-------- Material for the task

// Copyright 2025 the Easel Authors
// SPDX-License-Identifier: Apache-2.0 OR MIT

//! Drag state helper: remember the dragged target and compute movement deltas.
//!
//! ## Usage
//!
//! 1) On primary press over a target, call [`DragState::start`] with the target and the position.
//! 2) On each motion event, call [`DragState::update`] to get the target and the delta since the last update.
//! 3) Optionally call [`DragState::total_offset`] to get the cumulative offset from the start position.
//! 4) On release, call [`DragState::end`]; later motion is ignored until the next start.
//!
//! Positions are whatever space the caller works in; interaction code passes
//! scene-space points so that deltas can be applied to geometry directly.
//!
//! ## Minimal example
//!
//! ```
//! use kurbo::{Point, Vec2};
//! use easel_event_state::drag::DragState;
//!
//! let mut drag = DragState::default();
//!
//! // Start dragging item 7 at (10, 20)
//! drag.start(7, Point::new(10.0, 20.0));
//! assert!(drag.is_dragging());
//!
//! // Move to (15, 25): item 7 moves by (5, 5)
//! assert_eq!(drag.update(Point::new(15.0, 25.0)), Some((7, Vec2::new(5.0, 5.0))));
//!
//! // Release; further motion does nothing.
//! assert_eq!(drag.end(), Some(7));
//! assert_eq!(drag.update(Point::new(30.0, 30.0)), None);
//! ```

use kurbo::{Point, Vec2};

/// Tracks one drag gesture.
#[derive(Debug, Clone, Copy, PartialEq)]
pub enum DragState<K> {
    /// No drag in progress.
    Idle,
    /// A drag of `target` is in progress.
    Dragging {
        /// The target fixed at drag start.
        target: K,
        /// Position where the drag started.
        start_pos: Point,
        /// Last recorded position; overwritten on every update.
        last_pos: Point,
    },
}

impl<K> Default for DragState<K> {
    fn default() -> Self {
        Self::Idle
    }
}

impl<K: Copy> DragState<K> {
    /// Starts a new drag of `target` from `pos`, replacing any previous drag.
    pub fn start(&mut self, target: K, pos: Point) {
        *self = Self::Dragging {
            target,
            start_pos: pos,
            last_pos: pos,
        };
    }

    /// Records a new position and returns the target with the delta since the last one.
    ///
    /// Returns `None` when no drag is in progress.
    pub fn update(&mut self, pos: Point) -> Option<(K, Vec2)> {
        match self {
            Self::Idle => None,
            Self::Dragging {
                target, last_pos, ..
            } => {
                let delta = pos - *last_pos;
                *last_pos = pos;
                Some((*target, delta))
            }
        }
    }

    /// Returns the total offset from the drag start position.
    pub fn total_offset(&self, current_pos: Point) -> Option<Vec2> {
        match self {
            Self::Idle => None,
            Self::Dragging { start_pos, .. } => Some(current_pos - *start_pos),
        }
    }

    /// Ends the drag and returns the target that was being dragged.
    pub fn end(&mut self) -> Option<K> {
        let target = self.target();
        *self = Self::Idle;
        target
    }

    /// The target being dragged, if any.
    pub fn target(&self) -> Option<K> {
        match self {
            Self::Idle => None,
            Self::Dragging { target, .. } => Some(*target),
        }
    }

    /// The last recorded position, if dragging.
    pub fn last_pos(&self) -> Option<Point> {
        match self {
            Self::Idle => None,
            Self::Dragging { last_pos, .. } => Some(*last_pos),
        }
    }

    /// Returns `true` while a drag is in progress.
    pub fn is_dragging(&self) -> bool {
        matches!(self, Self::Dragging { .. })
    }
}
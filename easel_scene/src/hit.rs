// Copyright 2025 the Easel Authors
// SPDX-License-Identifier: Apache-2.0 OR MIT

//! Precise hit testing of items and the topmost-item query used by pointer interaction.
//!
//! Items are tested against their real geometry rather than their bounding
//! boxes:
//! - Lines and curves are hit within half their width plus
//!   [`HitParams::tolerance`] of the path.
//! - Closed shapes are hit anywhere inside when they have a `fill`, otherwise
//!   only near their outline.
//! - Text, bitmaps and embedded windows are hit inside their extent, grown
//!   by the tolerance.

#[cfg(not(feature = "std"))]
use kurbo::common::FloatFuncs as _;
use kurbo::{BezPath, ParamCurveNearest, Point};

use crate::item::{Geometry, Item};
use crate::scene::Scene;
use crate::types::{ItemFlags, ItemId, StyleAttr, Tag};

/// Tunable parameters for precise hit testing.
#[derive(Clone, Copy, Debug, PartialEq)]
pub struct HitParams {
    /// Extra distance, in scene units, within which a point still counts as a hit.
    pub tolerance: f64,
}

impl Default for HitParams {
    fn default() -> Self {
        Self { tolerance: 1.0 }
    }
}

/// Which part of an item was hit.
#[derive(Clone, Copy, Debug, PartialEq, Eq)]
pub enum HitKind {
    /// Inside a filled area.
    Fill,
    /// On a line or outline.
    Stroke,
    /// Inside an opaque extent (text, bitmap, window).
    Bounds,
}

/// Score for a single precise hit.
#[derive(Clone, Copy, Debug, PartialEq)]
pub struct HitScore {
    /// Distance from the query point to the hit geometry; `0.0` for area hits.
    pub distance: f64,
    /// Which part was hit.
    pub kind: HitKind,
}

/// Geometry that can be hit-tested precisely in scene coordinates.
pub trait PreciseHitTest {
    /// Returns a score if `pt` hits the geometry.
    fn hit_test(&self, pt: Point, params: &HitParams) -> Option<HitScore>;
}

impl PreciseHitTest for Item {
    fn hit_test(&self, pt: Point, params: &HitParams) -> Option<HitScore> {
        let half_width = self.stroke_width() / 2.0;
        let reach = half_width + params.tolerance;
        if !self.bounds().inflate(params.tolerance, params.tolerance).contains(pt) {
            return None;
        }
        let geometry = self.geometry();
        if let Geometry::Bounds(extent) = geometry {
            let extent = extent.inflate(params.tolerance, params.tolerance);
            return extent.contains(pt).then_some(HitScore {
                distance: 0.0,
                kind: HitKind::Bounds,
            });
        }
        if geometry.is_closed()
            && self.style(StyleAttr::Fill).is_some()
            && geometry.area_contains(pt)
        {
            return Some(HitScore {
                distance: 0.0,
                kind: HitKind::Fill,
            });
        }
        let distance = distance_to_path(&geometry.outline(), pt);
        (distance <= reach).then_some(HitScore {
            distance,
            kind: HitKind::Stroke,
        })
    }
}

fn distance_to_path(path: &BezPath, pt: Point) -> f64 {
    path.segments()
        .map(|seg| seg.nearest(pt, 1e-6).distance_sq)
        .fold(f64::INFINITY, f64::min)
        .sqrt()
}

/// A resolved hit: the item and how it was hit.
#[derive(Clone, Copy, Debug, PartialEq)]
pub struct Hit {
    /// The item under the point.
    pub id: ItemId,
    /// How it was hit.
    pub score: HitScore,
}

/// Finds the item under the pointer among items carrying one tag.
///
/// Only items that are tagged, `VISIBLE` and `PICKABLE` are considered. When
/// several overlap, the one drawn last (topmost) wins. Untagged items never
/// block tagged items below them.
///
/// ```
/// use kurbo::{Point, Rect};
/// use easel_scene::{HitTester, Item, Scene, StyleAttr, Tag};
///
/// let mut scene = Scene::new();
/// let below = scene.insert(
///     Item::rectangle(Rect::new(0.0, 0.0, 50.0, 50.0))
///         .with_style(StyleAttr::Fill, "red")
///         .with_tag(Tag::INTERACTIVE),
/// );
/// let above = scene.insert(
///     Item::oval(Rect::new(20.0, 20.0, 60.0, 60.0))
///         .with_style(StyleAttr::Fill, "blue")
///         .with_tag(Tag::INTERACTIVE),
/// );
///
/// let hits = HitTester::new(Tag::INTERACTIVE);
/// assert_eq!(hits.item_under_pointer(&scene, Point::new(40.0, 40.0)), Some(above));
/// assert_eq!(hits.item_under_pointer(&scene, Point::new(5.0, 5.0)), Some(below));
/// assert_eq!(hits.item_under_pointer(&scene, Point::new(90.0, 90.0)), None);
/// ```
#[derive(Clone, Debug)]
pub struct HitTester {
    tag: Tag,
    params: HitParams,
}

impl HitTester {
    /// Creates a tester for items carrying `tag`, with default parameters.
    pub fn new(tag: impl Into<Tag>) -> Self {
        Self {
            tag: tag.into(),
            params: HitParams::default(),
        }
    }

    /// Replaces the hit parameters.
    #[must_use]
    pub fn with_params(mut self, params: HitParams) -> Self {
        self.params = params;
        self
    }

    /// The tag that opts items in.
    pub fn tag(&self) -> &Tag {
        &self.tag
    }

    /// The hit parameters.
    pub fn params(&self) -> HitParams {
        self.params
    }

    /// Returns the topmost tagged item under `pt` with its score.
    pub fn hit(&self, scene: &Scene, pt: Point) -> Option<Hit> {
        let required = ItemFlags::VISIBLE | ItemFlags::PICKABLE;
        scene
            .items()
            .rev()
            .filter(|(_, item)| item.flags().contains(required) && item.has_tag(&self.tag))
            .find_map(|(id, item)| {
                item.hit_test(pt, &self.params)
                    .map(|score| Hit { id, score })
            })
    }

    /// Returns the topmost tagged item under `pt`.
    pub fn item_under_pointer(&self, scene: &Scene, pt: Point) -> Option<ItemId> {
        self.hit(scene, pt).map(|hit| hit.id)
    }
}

----------------

Every line in the data that holds the string "parameters" should be copied.

Answer to this problem
/// Tunable parameters for precise hit testing.
    /// Creates a tester for items carrying `tag`, with default parameters.
    /// Replaces the hit parameters.
    /// The hit parameters.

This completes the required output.